The indigenous Ainu, fearful of being accused by the local daimyo’s representatives of socializing with this gaikokujin, turn him over to Japanese authorities at the military post at Sōya, on the mainland. A series of land and sea journeys, interrupted by brief periods of house arrest, brings him three months later to the shogun’s court in Nagasaki. Here, for the next seven months, MacDonald instructs fourteen men in the English language, believing they will need to master it in order to deal successfully with the British and American merchants and military personnel he’s certain are coming.

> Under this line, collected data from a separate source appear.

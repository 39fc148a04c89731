// deployer/src/transaction.rs

use ethers::{
    core::types::{
        transaction::eip2718::TypedTransaction, Address, Bytes, Eip1559TransactionRequest, TransactionRequest,
        TxHash,
    },
    providers::Middleware,
    signers::{LocalWallet, Signer},
};
use tracing::{debug, info, instrument, warn};

use crate::{
    error::DeployError,
    gas::{self, FeeSettings, GasPolicy},
    signer::DeploymentSigner,
};

/// Everything needed to build a contract-creation transaction.
#[derive(Debug, Clone)]
pub struct DeploymentRequest {
    pub init_code: Bytes,
    pub gas: GasPolicy,
    pub fees: FeeSettings,
}

impl DeploymentRequest {
    pub fn new(init_code: Bytes) -> Self {
        Self { init_code, gas: GasPolicy::default(), fees: FeeSettings::default() }
    }

    pub fn with_gas(mut self, gas: GasPolicy) -> Self {
        self.gas = gas;
        self
    }

    pub fn with_fees(mut self, fees: FeeSettings) -> Self {
        self.fees = fees;
        self
    }
}

/// Hands the deployment to the selected signing strategy. Returns once the node
/// has accepted the transaction into its pool; mining is not awaited here.
#[instrument(skip_all, fields(sender = ?signer.address(), mode = %signer.mode()))]
pub async fn submit_deployment<M: Middleware>(
    client: &M,
    signer: &dyn DeploymentSigner<M>,
    request: &DeploymentRequest,
) -> Result<TxHash, DeployError> {
    info!(init_code_len = request.init_code.len(), "Submitting deployment transaction...");
    let tx_hash = signer.submit(client, request).await?;
    info!(?tx_hash, "Deployment transaction accepted by node");
    Ok(tx_hash)
}

/// Assembles the unsigned EIP-1559 creation transaction. `to` stays empty.
pub fn build_creation_tx(
    sender: Address,
    nonce: ethers::types::U256,
    chain_id: u64,
    gas_limit: ethers::types::U256,
    request: &DeploymentRequest,
) -> TypedTransaction {
    Eip1559TransactionRequest::new()
        .from(sender)
        .data(request.init_code.clone())
        .nonce(nonce)
        .gas(gas_limit)
        .max_fee_per_gas(request.fees.max_fee_per_gas)
        .max_priority_fee_per_gas(request.fees.max_priority_fee_per_gas)
        .chain_id(chain_id)
        .into()
}

/// Local-sign path: fetch nonce and chain id, sign with `wallet`, send the raw bytes.
pub async fn send_locally_signed<M: Middleware>(
    client: &M,
    wallet: &LocalWallet,
    request: &DeploymentRequest,
) -> Result<TxHash, DeployError> {
    let sender = wallet.address();
    let rejected = |reason: String| DeployError::Submission { sender, reason };

    let nonce = client
        .get_transaction_count(sender, None)
        .await
        .map_err(|e| rejected(format!("nonce query failed: {e}")))?;
    let chain_id = client
        .get_chainid()
        .await
        .map_err(|e| rejected(format!("chain id query failed: {e}")))?
        .as_u64();
    let gas_limit = gas::resolve_gas_limit(client, sender, &request.init_code, request.gas).await?;
    debug!(%nonce, chain_id, %gas_limit, "Built local deployment transaction");

    let typed_tx = build_creation_tx(sender, nonce, chain_id, gas_limit, request);
    let wallet = wallet.clone().with_chain_id(chain_id);
    let signature = wallet
        .sign_transaction(&typed_tx)
        .await
        .map_err(|e| rejected(format!("signing failed: {e}")))?;
    let rlp_signed = typed_tx.rlp_signed(&signature);

    match client.send_raw_transaction(rlp_signed).await {
        Ok(pending_tx) => Ok(pending_tx.tx_hash()),
        Err(e) => {
            let reason = e.to_string();
            if reason.contains("nonce too low") || reason.contains("already known") {
                warn!(%nonce, "Node reports the nonce as used; a fresh run will pick up the current one");
            }
            Err(rejected(reason))
        }
    }
}

/// Node-sign path: `eth_sendTransaction` with only `from` and `data`, so the node
/// fills nonce, gas and fees itself.
pub async fn send_node_signed<M: Middleware>(
    client: &M,
    sender: Address,
    request: &DeploymentRequest,
) -> Result<TxHash, DeployError> {
    let tx = TransactionRequest::new().from(sender).data(request.init_code.clone());
    client
        .provider()
        .request::<_, TxHash>("eth_sendTransaction", [tx])
        .await
        .map_err(|e| DeployError::Submission { sender, reason: e.to_string() })
}
// deployer/src/artifact.rs
// The `{address, abi, chainId}` document the frontend loads.

use ethers::types::Address;
use eyre::{Result, WrapErr};
use serde::{Deserialize, Serialize};
use std::{
    fs,
    io::{self, Write},
    path::Path,
};
use tempfile::Builder;
use tracing::info;

use crate::{error::DeployError, utils::serialize_checksummed};

#[derive(Debug, Clone, PartialEq, Serialize, Deserialize)]
pub struct DeploymentArtifact {
    #[serde(serialize_with = "serialize_checksummed")]
    pub address: Address,
    pub abi: serde_json::Value,
    #[serde(rename = "chainId")]
    pub chain_id: u64,
}

impl DeploymentArtifact {
    pub fn new(address: Address, abi: serde_json::Value, chain_id: u64) -> Self {
        Self { address, abi, chain_id }
    }

    /// Pretty JSON, two-space indent, trailing newline.
    pub fn to_json_pretty(&self) -> serde_json::Result<String> {
        let mut json = serde_json::to_string_pretty(self)?;
        json.push('\n');
        Ok(json)
    }

    /// Replaces `path` with this artifact. Readers see either the previous
    /// document or the new one, never a partial file. The parent directory must exist.
    pub fn write_atomic(&self, path: impl AsRef<Path>) -> Result<(), DeployError> {
        let path = path.as_ref();
        let persist_err = |source: io::Error| DeployError::Persist { path: path.to_path_buf(), source };

        let json = self.to_json_pretty().map_err(|e| persist_err(e.into()))?;
        let dir = match path.parent() {
            Some(parent) if !parent.as_os_str().is_empty() => parent,
            _ => Path::new("."),
        };
        #[cfg_attr(not(unix), allow(unused_mut))]
        let mut builder = Builder::new();
        // plain-create mode, umask applies; tempfile alone would give 0600
        #[cfg(unix)]
        {
            use std::os::unix::fs::PermissionsExt;
            builder.permissions(fs::Permissions::from_mode(0o644));
        }
        let mut tmp = builder.tempfile_in(dir).map_err(persist_err)?;
        // a redeploy keeps the previous artifact's mode
        if let Ok(existing) = fs::metadata(path) {
            tmp.as_file().set_permissions(existing.permissions()).map_err(persist_err)?;
        }
        tmp.write_all(json.as_bytes()).map_err(persist_err)?;
        tmp.as_file().sync_all().map_err(persist_err)?;
        tmp.persist(path).map_err(|e| persist_err(e.error))?;

        info!(path = %path.display(), address = ?self.address, chain_id = self.chain_id, "Wrote deployment artifact");
        Ok(())
    }

    /// Reads a previously written artifact. A missing file means nothing was deployed yet.
    pub fn load(path: impl AsRef<Path>) -> Result<Option<Self>> {
        let path = path.as_ref();
        let contents = match fs::read_to_string(path) {
            Ok(contents) => contents,
            Err(e) if e.kind() == io::ErrorKind::NotFound => return Ok(None),
            Err(e) => return Err(e).wrap_err_with(|| format!("Failed to read artifact at {}", path.display())),
        };
        let artifact = serde_json::from_str(&contents)
            .wrap_err_with(|| format!("Failed to parse artifact JSON at {}", path.display()))?;
        Ok(Some(artifact))
    }
}

#[cfg(test)]
mod tests {
    use super::*;
    use serde_json::json;
    use std::{
        sync::{
            atomic::{AtomicBool, Ordering},
            Arc,
        },
        thread,
    };

    fn sample(byte: u8) -> DeploymentArtifact {
        DeploymentArtifact::new(
            Address::repeat_byte(byte),
            json!([{"type": "function", "name": "post", "inputs": [], "outputs": [], "stateMutability": "nonpayable"}]),
            31337,
        )
    }

    #[test]
    fn serializes_keys_in_fixed_order_with_checksummed_address() {
        let artifact = DeploymentArtifact::new(
            "0x5fbdb2315678afecb367f032d93f642f64180aa3".parse().unwrap(),
            json!([]),
            1337,
        );
        let json = artifact.to_json_pretty().unwrap();
        assert_eq!(
            json,
            "{\n  \"address\": \"0x5FbDB2315678afecb367f032d93F642f64180aa3\",\n  \"abi\": [],\n  \"chainId\": 1337\n}\n"
        );
    }

    #[test]
    fn load_returns_none_before_first_deployment() {
        let dir = tempfile::tempdir().unwrap();
        assert!(DeploymentArtifact::load(dir.path().join("contract.json")).unwrap().is_none());
    }

    #[test]
    fn write_overwrites_previous_artifact() {
        let dir = tempfile::tempdir().unwrap();
        let path = dir.path().join("contract.json");
        sample(0x01).write_atomic(&path).unwrap();
        sample(0x02).write_atomic(&path).unwrap();

        let loaded = DeploymentArtifact::load(&path).unwrap().unwrap();
        assert_eq!(loaded, sample(0x02));
        // only the artifact itself remains, no stray temp files
        assert_eq!(fs::read_dir(dir.path()).unwrap().count(), 1);
    }

    #[cfg(unix)]
    #[test]
    fn rewrite_keeps_existing_file_mode() {
        use std::os::unix::fs::PermissionsExt;

        let dir = tempfile::tempdir().unwrap();
        let path = dir.path().join("contract.json");
        fs::write(&path, "{}").unwrap();
        fs::set_permissions(&path, fs::Permissions::from_mode(0o644)).unwrap();

        sample(0x01).write_atomic(&path).unwrap();
        assert_eq!(fs::metadata(&path).unwrap().permissions().mode() & 0o777, 0o644);

        fs::set_permissions(&path, fs::Permissions::from_mode(0o640)).unwrap();
        sample(0x02).write_atomic(&path).unwrap();
        assert_eq!(fs::metadata(&path).unwrap().permissions().mode() & 0o777, 0o640);
    }

    #[cfg(unix)]
    #[test]
    fn first_write_is_not_owner_only() {
        use std::os::unix::fs::PermissionsExt;

        let dir = tempfile::tempdir().unwrap();
        let path = dir.path().join("contract.json");
        sample(0x01).write_atomic(&path).unwrap();

        let mode = fs::metadata(&path).unwrap().permissions().mode() & 0o777;
        // 0644 before umask; never tighter than the tempfile default of 0600
        assert_eq!(mode & 0o600, 0o600);
        assert_eq!(mode & !0o644, 0);
    }

    #[test]
    fn missing_parent_directory_is_a_persist_error() {
        let dir = tempfile::tempdir().unwrap();
        let err = sample(0x01).write_atomic(dir.path().join("static/contract.json")).unwrap_err();
        assert!(matches!(err, DeployError::Persist { .. }));
    }

    #[test]
    fn concurrent_reader_never_sees_partial_document() {
        let dir = tempfile::tempdir().unwrap();
        let path = dir.path().join("contract.json");
        sample(0x01).write_atomic(&path).unwrap();

        let done = Arc::new(AtomicBool::new(false));
        let reader = {
            let (done, path) = (done.clone(), path.clone());
            thread::spawn(move || {
                let mut reads = 0u32;
                loop {
                    let contents = fs::read_to_string(&path).expect("artifact disappeared mid-rewrite");
                    serde_json::from_str::<DeploymentArtifact>(&contents).expect("reader observed invalid JSON");
                    reads += 1;
                    if done.load(Ordering::Acquire) {
                        break reads;
                    }
                }
            })
        };

        for i in 0..200u32 {
            sample((i % 250) as u8 + 1).write_atomic(&path).unwrap();
        }
        done.store(true, Ordering::Release);
        assert!(reader.join().unwrap() > 0);
    }
}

MacDonald makes a good impression on his pupils, especially his favorite, a man close to his own age named Einosuke Moriyama. MacDonald makes a favorable impression on almost everyone he meets. He has the right demeanor, the right attitude for a visitor, in the eyes of the Jap
anese.
On April 27, 1849, MacDonald leaves Nagasaki for Hong Kong in the company of a contingent of legitimately shipwrecked American whalemen who are being expelled from the country. By 1851 he is prospecting in the Australian goldfields near Ballarat, in south central Victoria. There is no dependable record of MacDonald’s whereabouts before he arrives in Australia or afterward, until he turns up again in the Cariboo region of east central British Columbia, during the 1858 gold rush. He finds work here as a chandler and horse wrangler, ferrying supplies into the Fraser River backcountry. By then, knowledge of his singular achievement seems to have evaporated completely, to have disappeared from the historical record, perhaps in part due to MacDonald’s reluctance—or inability—to impress anyone.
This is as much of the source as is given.